An increasing demand exists within the automotive industry to utilize aluminum alloy sheets because of their excellent strength-weight ratio and low emissions, which can improve fuel economy and reduce environmental pollution. High-speed automobile impactions are complicated and highly nonlinear deformation processes. Thus, in this paper, a Gurson-Tvergaard-Needleman (GTN) damage model is used to describe the damage behavior of high-speed electromagnetic impaction to predict the fracture behavior of 5052-O aluminum alloy under high-speed impaction. The parameters of the GTN damage model are obtained based on high-speed electromagnetic forming experiments via scanning electron microscopy. The high-speed electromagnetic impaction behavior process is analyzed according to the obtained GTN model parameters. The shape of the high-speed electromagnetic impaction in the numerical simulations agrees with the experimental results. The analysis of the plastic strain and void volume fraction distributions are analyzed during the process of high-speed impact, which indicates the validity of using the GTN damage model to describe or predict the fracture behavior of high-speed electromagnetic impaction.

1. Introduction

Low-density materials with good strength properties, such as aluminum alloys, are favored in the automotive, aircraft, and aerospace industries for improving fuel economy and reducing environmental pollution [1]. It is important to characterize the strain rate sensitivity of any material that will be used in a structure that can undergo high rate deformation (e.g., automobile crashes) as well as during the high-velocity forming processes (e.g., electromagnetic forming or electrohydraulic forming). Electromagnetic forming [2,3,4,5,6,7,8] is a powerful and high-speed forming technique wherein a strain rate of 10³/s is achieved. It can promote significant increases in strain, causing failure flow-ductility materials and reducing spring-back and wrinkling. Due to electromagnetic forming being a high-speed forming process, the deformation time is extremely short. The temperature has little influence on forming process. Therefore, the temperature effect can be ignored [9]. Automobile high-speed impaction is a complex and nonlinear high-speed deformation process, wherein the stress and strain rates change over the time and ductile fracture may occur in the material. Therefore, establishing a damage model for high strain rate to describe or predict the sheet high-speed failure behavior is important.

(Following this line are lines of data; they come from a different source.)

//! # Error Handling
//!
//! Two error families live here:
//!
//! - [`AppError`] covers the HTTP surface (health, metrics, config endpoints)
//!   and converts to JSON error responses via `ResponseError`.
//! - [`AgentError`] covers the voice pipeline (transcription, chat
//!   completion, synthesis, tool dispatch). These never become HTTP
//!   responses; they are logged, surfaced to the caller as a spoken apology
//!   plus an `error` WebSocket message, and counted toward the forced
//!   disconnect threshold.
//!
//! ## Error Response Format (HTTP):
//! ```json
//! {
//!   "error": {
//!     "type": "validation_error",
//!     "message": "Server port cannot be 0",
//!     "timestamp": "2025-01-01T12:00:00Z"
//!   }
//! }
//! ```

use actix_web::{HttpResponse, ResponseError};
use serde_json::json;
use std::fmt;

/// Errors surfaced by the HTTP API.
#[derive(Debug)]
pub enum AppError {
    /// Server-side problems (500)
    Internal(String),

    /// Client sent invalid or malformed data (400)
    BadRequest(String),

    /// Configuration file or environment variable problems (500)
    ConfigError(String),

    /// User input failed validation rules (400)
    ValidationError(String),

    /// Server is at its concurrent session capacity (503)
    CapacityExceeded(String),
}

impl fmt::Display for AppError {
    fn fmt(&self, f: &mut fmt::Formatter<'_>) -> fmt::Result {
        match self {
            AppError::Internal(msg) => write!(f, "Internal error: {}", msg),
            AppError::BadRequest(msg) => write!(f, "Bad request: {}", msg),
            AppError::ConfigError(msg) => write!(f, "Configuration error: {}", msg),
            AppError::ValidationError(msg) => write!(f, "Validation error: {}", msg),
            AppError::CapacityExceeded(msg) => write!(f, "Capacity exceeded: {}", msg),
        }
    }
}

impl ResponseError for AppError {
    fn error_response(&self) -> HttpResponse {
        let (status, error_type, message) = match self {
            AppError::Internal(msg) => (
                actix_web::http::StatusCode::INTERNAL_SERVER_ERROR,
                "internal_error",
                msg.clone(),
            ),
            AppError::BadRequest(msg) => (
                actix_web::http::StatusCode::BAD_REQUEST,
                "bad_request",
                msg.clone(),
            ),
            AppError::ConfigError(msg) => (
                actix_web::http::StatusCode::INTERNAL_SERVER_ERROR,
                "config_error",
                msg.clone(),
            ),
            AppError::ValidationError(msg) => (
                actix_web::http::StatusCode::BAD_REQUEST,
                "validation_error",
                msg.clone(),
            ),
            AppError::CapacityExceeded(msg) => (
                actix_web::http::StatusCode::SERVICE_UNAVAILABLE,
                "capacity_exceeded",
                msg.clone(),
            ),
        };

        HttpResponse::build(status).json(json!({
            "error": {
                "type": error_type,
                "message": message,
                "timestamp": chrono::Utc::now().to_rfc3339()
            }
        }))
    }
}

impl From<anyhow::Error> for AppError {
    fn from(err: anyhow::Error) -> Self {
        AppError::Internal(err.to_string())
    }
}

impl From<serde_json::Error> for AppError {
    fn from(err: serde_json::Error) -> Self {
        AppError::BadRequest(format!("JSON parsing error: {}", err))
    }
}

impl From<config::ConfigError> for AppError {
    fn from(err: config::ConfigError) -> Self {
        AppError::ConfigError(err.to_string())
    }
}

pub type AppResult<T> = Result<T, AppError>;

/// Which upstream service an [`AgentError::Upstream`] came from.
#[derive(Debug, Clone, Copy, PartialEq, Eq)]
pub enum UpstreamService {
    Transcription,
    Chat,
    Synthesis,
}

impl fmt::Display for UpstreamService {
    fn fmt(&self, f: &mut fmt::Formatter<'_>) -> fmt::Result {
        match self {
            UpstreamService::Transcription => write!(f, "transcription"),
            UpstreamService::Chat => write!(f, "chat"),
            UpstreamService::Synthesis => write!(f, "synthesis"),
        }
    }
}

/// Errors raised inside the voice agent pipeline.
#[derive(Debug)]
pub enum AgentError {
    /// An upstream service call failed after its retry was spent
    Upstream {
        service: UpstreamService,
        message: String,
    },

    /// An upstream service call did not complete within its deadline
    Timeout {
        service: UpstreamService,
        seconds: u64,
    },

    /// The LLM kept requesting tool calls past the per-turn round limit
    ToolLoopExceeded { rounds: u32 },

    /// The LLM response carried neither text nor tool calls
    EmptyCompletion,

    /// WebSocket or channel plumbing failure within the session
    Transport(String),
}

impl fmt::Display for AgentError {
    fn fmt(&self, f: &mut fmt::Formatter<'_>) -> fmt::Result {
        match self {
            AgentError::Upstream { service, message } => {
                write!(f, "{} service error: {}", service, message)
            }
            AgentError::Timeout { service, seconds } => {
                write!(f, "{} service timed out after {}s", service, seconds)
            }
            AgentError::ToolLoopExceeded { rounds } => {
                write!(f, "Tool call loop exceeded {} rounds", rounds)
            }
            AgentError::EmptyCompletion => {
                write!(f, "Chat completion contained no content")
            }
            AgentError::Transport(msg) => write!(f, "Transport error: {}", msg),
        }
    }
}

impl std::error::Error for AgentError {}

impl AgentError {
    /// Short description safe to show (and speak) to the caller. Upstream
    /// detail stays in the logs.
    pub fn user_message(&self) -> &'static str {
        match self {
            AgentError::Upstream { .. } | AgentError::Timeout { .. } => {
                "I'm having trouble reaching our systems right now."
            }
            AgentError::ToolLoopExceeded { .. } | AgentError::EmptyCompletion => {
                "I wasn't able to complete that request."
            }
            AgentError::Transport(_) => "The connection hit a problem.",
        }
    }
}

#[cfg(test)]
mod tests {
    use super::*;

    #[test]
    fn test_app_error_display() {
        let err = AppError::ValidationError("Server port cannot be 0".to_string());
        assert_eq!(err.to_string(), "Validation error: Server port cannot be 0");
    }

    #[test]
    fn test_agent_error_display() {
        let err = AgentError::Upstream {
            service: UpstreamService::Chat,
            message: "status 500".to_string(),
        };
        assert_eq!(err.to_string(), "chat service error: status 500");

        let err = AgentError::Timeout {
            service: UpstreamService::Synthesis,
            seconds: 15,
        };
        assert_eq!(err.to_string(), "synthesis service timed out after 15s");
    }

    #[test]
    fn test_user_message_hides_detail() {
        let err = AgentError::Upstream {
            service: UpstreamService::Chat,
            message: "api key sk-secret rejected".to_string(),
        };
        assert!(!err.user_message().contains("sk-secret"));
    }
}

Numerous scholars have proposed Gurson-Tvergaard-Needleman (GTN) damage models for different materials. The GTN models were used to predict the ductile fracture of various materials. Young [10] determined the parameters of the GTN model from fracture toughness data and simulated crack growth in through-wall cracked pipes using the GTN model. Butcher et al. [11] proposed a GTN constitutive model to describe DP600 straight-tube hydroforming. The formability and fracture location for two different end-feed loads were in good agreement with the experimental values. Shahzamanian [12] extended the GTN damage criterion to cover Hill’s quadratic anisotropy to predict plastic and damage responses of anisotropic ductile metals. Cricrì [13] used the GTN model to calculate the R-curve in an aeronautical aluminum-based alloy. The simulation procedure produced results in very good agreement with the experimental data. Uthaisangsuk et al. [14] applied the GTN model to predict the two-step forming test and hole expanding test. The hole expansion ratios calculated using the GTN model deviated from the experimental results by less than 3%. Lemiale et al. [15] used the GTN damage model to simulate blanking. This approach has been shown to provide much better results than classical elastoplastic models in terms of blanking force. Zhang et al. [16] introduced a complete Gurson model, and a method that proposed the use of tension specimens, including smooth and notched cylindrical specimens, to determine the micro void nucleation parameters. Abdolvahed [17] used a damage model to determine the forming limit curve of an AA6016-T4 sheet under the quasi-static condition. Teng [18] determined the damage parameters mainly using in-situ tensile tests, verifying the results with experimental studies on hydro-bulging semi-ellipsoidal shells with different aspect ratios. Although many scholars obtained GTN damage models, the model parameters were determined under quasi-static conditions.

Most of the damage deformation to 5052 aluminum alloys are based on quasi-static forming. Damage evolution under quasi-static conditions has been studied [19], and the damage parameters under quasi-static conditions have been obtained by in-situ tensile experiments. However, the strain rate exceeds 10³/s under electromagnetic forming. The damage evolution with a high strain rate is different from quasi-static conditions. The damage parameters for a high strain rate are difficult to obtain due to the extremely short deformation time. Additionally, the high strain rate damage model is essential for describing the fracture behavior during high-speed deformation. However, a GTN damage model for 5052-Oaluminum alloy at a high strain rate has not yet been reported. Therefore, determining the damage parameters of 5052-O aluminum alloy at a high strain rate is required.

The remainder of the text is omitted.